*EXERCISE:* Scan each line of the records for the word "GroupId" and extract the ones that have it.

*AVAILABLE DATA:*
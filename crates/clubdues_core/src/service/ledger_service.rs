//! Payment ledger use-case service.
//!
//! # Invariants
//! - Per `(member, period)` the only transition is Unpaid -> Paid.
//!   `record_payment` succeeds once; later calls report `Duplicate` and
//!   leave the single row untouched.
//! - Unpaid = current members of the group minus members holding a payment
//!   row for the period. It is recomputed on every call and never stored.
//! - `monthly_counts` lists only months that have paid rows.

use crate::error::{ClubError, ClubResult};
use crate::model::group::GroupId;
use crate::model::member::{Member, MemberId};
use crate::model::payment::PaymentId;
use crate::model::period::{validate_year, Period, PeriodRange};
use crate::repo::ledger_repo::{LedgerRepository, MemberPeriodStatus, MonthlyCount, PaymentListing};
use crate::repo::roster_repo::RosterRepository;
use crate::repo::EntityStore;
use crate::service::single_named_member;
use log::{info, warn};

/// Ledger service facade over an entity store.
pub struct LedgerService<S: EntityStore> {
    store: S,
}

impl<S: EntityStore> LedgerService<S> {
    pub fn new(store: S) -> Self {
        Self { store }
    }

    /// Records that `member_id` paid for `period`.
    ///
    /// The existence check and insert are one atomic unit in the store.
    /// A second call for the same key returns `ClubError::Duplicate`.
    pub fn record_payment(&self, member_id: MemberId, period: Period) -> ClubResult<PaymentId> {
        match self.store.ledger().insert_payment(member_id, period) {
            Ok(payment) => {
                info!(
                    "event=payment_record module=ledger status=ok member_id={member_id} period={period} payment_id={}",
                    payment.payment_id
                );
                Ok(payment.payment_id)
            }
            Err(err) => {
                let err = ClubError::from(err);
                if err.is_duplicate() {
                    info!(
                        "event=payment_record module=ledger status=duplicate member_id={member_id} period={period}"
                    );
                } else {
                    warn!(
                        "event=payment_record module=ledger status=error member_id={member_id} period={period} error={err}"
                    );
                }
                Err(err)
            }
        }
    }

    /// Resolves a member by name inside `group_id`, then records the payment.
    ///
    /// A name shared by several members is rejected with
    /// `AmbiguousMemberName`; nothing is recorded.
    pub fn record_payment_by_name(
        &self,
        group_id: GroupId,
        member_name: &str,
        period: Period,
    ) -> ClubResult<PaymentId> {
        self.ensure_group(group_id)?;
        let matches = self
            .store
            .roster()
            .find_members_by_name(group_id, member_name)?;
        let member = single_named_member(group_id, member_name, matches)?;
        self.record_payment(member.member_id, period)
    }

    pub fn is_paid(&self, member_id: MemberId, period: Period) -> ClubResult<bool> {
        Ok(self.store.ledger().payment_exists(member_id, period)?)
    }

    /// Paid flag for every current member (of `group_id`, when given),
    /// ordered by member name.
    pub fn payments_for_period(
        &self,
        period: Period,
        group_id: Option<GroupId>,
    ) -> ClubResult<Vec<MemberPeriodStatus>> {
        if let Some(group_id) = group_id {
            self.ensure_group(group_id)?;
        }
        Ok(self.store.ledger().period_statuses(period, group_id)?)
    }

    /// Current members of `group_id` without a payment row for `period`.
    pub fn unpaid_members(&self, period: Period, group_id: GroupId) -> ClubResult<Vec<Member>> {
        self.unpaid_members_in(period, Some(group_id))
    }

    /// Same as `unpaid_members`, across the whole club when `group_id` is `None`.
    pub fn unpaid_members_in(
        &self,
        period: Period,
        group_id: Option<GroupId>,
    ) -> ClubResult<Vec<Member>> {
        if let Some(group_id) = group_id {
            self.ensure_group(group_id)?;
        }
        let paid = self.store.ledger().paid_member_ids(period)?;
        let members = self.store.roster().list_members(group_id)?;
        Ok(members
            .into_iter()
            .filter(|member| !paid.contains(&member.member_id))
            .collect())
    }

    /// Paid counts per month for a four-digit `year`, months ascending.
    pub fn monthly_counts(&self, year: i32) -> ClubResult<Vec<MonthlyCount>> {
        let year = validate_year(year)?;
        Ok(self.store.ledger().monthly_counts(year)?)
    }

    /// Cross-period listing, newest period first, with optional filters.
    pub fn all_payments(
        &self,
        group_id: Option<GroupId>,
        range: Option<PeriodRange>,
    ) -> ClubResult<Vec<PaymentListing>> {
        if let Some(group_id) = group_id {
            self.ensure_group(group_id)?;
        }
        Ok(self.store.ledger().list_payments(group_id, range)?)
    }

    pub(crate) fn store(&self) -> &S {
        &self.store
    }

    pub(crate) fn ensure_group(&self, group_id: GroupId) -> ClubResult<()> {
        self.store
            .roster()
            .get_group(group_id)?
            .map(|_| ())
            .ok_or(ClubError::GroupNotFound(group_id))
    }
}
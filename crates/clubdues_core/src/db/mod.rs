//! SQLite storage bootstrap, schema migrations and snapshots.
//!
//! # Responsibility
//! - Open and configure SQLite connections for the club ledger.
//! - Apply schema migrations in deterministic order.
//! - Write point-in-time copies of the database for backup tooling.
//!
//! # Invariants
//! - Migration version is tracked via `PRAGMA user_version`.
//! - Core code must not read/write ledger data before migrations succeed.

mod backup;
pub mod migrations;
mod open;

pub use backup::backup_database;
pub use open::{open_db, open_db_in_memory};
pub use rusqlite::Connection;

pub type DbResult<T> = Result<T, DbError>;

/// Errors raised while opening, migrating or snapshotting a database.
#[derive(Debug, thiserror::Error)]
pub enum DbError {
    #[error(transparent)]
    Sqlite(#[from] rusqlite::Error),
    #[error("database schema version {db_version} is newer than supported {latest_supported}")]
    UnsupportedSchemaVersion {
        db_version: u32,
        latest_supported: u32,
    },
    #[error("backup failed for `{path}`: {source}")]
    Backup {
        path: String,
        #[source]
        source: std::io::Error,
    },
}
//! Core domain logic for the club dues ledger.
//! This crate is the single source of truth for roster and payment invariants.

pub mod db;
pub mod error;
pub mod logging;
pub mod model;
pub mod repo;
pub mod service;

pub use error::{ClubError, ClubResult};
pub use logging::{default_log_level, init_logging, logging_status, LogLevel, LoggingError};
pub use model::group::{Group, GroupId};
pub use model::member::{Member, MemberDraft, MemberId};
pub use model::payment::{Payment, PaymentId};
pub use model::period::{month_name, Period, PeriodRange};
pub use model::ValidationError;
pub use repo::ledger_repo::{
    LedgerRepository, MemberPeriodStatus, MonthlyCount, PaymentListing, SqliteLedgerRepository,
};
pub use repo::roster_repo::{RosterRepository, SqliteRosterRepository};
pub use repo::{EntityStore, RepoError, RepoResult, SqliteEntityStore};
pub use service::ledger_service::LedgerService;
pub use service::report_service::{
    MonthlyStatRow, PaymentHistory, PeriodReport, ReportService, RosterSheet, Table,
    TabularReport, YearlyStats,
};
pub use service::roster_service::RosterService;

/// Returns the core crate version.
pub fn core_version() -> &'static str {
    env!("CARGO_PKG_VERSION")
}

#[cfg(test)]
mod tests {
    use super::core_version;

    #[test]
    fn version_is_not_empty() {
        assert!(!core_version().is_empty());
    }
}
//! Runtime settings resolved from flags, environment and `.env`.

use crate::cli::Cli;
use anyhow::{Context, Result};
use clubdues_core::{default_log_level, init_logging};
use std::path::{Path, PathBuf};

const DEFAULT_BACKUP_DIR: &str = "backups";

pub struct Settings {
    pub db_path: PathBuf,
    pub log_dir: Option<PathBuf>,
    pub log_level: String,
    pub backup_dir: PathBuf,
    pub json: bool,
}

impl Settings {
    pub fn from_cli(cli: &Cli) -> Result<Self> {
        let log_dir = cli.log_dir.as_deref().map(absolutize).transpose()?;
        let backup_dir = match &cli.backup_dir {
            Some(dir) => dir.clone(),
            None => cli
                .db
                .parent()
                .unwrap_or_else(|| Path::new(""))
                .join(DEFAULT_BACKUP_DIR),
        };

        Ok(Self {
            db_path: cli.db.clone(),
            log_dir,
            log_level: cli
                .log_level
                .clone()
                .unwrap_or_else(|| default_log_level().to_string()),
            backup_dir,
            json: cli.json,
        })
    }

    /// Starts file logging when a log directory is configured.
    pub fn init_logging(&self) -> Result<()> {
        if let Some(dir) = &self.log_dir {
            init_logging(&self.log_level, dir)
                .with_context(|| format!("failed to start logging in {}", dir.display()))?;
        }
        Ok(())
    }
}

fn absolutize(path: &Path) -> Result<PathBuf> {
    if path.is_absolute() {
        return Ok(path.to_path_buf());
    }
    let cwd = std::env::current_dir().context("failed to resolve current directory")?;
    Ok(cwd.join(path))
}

*EXERCISE OUTPUT:*
use crate::model::group::GroupId;
        group_id: GroupId,
        group_id: Option<GroupId>,
    pub fn unpaid_members(&self, period: Period, group_id: GroupId) -> ClubResult<Vec<Member>> {
        group_id: Option<GroupId>,
        group_id: Option<GroupId>,
    pub(crate) fn ensure_group(&self, group_id: GroupId) -> ClubResult<()> {
pub use model::group::{Group, GroupId};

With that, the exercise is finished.